The two awards generally go together, and Brokeback Mountain, the tale of two cowpokes in love with each other, had been the hottest favourite. When Ang Lee, the first Asian to win Best Director, stepped up to the stage, it seemed certain his film would triumph.

How did it happen? Perhaps because a large number of Academy members live and work in Los Angeles, and Crash, which told the stories of a dozen denizens of that city as they try to negotiate racism, violence and bigotry, was very near to them.

Brokeback Mountain, nominated eight times, won only three of the categories, adding Best Adapted Screenplay (Larry McMurtry and Diana Ossana) and Best Score to Ang Lee's award.

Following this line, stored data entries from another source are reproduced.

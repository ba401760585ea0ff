//! # Fast Fourier Transform (FFT) Module
//!
//! Magnitude spectrum of a preprocessed frame, used to report how loud each
//! partial of the bowl is relative to the others.
//!
//! ## Features
//! - RustFFT with a per-stream planner that caches plans by frame size
//! - Hann windowing for reduced spectral leakage
//! - Half-spectrum magnitudes up to Nyquist

use rustfft::{FftPlanner, num_complex::Complex};

/// Applies a Hann window to the input buffer to reduce spectral leakage.
///
/// # Arguments
/// * `buffer` - Audio buffer to window (modified in-place)
fn apply_hann_window(buffer: &mut [f32]) {
    let n = buffer.len();
    if n < 2 {
        return;
    }
    let n_minus_1 = (n - 1) as f32;
    for (i, sample) in buffer.iter_mut().enumerate() {
        let multiplier = 0.5 * (1.0 - (2.0 * std::f32::consts::PI * i as f32 / n_minus_1).cos());
        *sample *= multiplier;
    }
}

/// Owns the FFT planner for one stream.
pub struct SpectrumAnalyzer {
    planner: FftPlanner<f32>,
}

impl Default for SpectrumAnalyzer {
    fn default() -> Self {
        Self::new()
    }
}

impl std::fmt::Debug for SpectrumAnalyzer {
    fn fmt(&self, f: &mut std::fmt::Formatter<'_>) -> std::fmt::Result {
        f.debug_struct("SpectrumAnalyzer").finish_non_exhaustive()
    }
}

impl SpectrumAnalyzer {
    pub fn new() -> Self {
        Self {
            planner: FftPlanner::new(),
        }
    }

    /// Hann-windows a zero-mean signal and returns its magnitude spectrum.
    ///
    /// # Returns
    /// * `Vec<f32>` - `signal.len() / 2` magnitudes; bin `k` sits at `k·sr/N` Hz
    pub fn magnitudes(&mut self, signal: &[f32]) -> Vec<f32> {
        let n = signal.len();
        if n == 0 {
            return Vec::new();
        }

        let mut windowed = signal.to_vec();
        apply_hann_window(&mut windowed);

        let fft = self.planner.plan_fft_forward(n);
        let mut buffer: Vec<Complex<f32>> = windowed
            .into_iter()
            .map(|sample| Complex { re: sample, im: 0.0 })
            .collect();
        fft.process(&mut buffer);

        buffer
            .iter()
            .take(n / 2)
            .map(|c| c.norm()) // .norm() is sqrt(re^2 + im^2)
            .collect()
    }

    /// Releases cached plans.
    pub fn reset(&mut self) {
        self.planner = FftPlanner::new();
    }
}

For the Brits it was a lean year, but things were brightened by Rachel Weisz's well-deserved Best Supporting Actress award for her part as the murdered wife in The Constant Gardener, and by Nick Park, our most prolific living Oscar winner, who took his fourth gong for Wallace and Gromit: The Curse of the Were-Rabbit.

We couldn't, in all honesty, have expected more. Park's achievement is little short of phenomenal, making Wallace and Gromit among the most successful cartoon characters in film history.

Crash apart, it was a night for favourites. Philip Seymour Hoffman and Reese Witherspoon won the main acting awards for Capote and Walk The Line, though George Clooney winning the Best Supporting Actor gong for Syriana was more of a surprise. His fine directing effort, Good Night, and Good Luck, got nothing.

A popular, and expected Oscar, went to March of the Penguins as Best Documentary, a French film tarted up with an American commentary and music and one of the most successful non-fiction films of the past 10 years.

This was a year when Hollywood finally decided to take little or no account of boxoffice success in favour of films generally considered almost in the art market bracket. The total world take so far of all the Best Film nominees is just over $200 million, far less than the cost of most of the big budget movies of the year.

That's the real story of the Oscars 2006, and it remains to be seen whether the general public watching the broadcast from LA will be as interested in the winners as they generally are. If the audience is down, Hollywood and the Academy may change their minds about going up-market next time round.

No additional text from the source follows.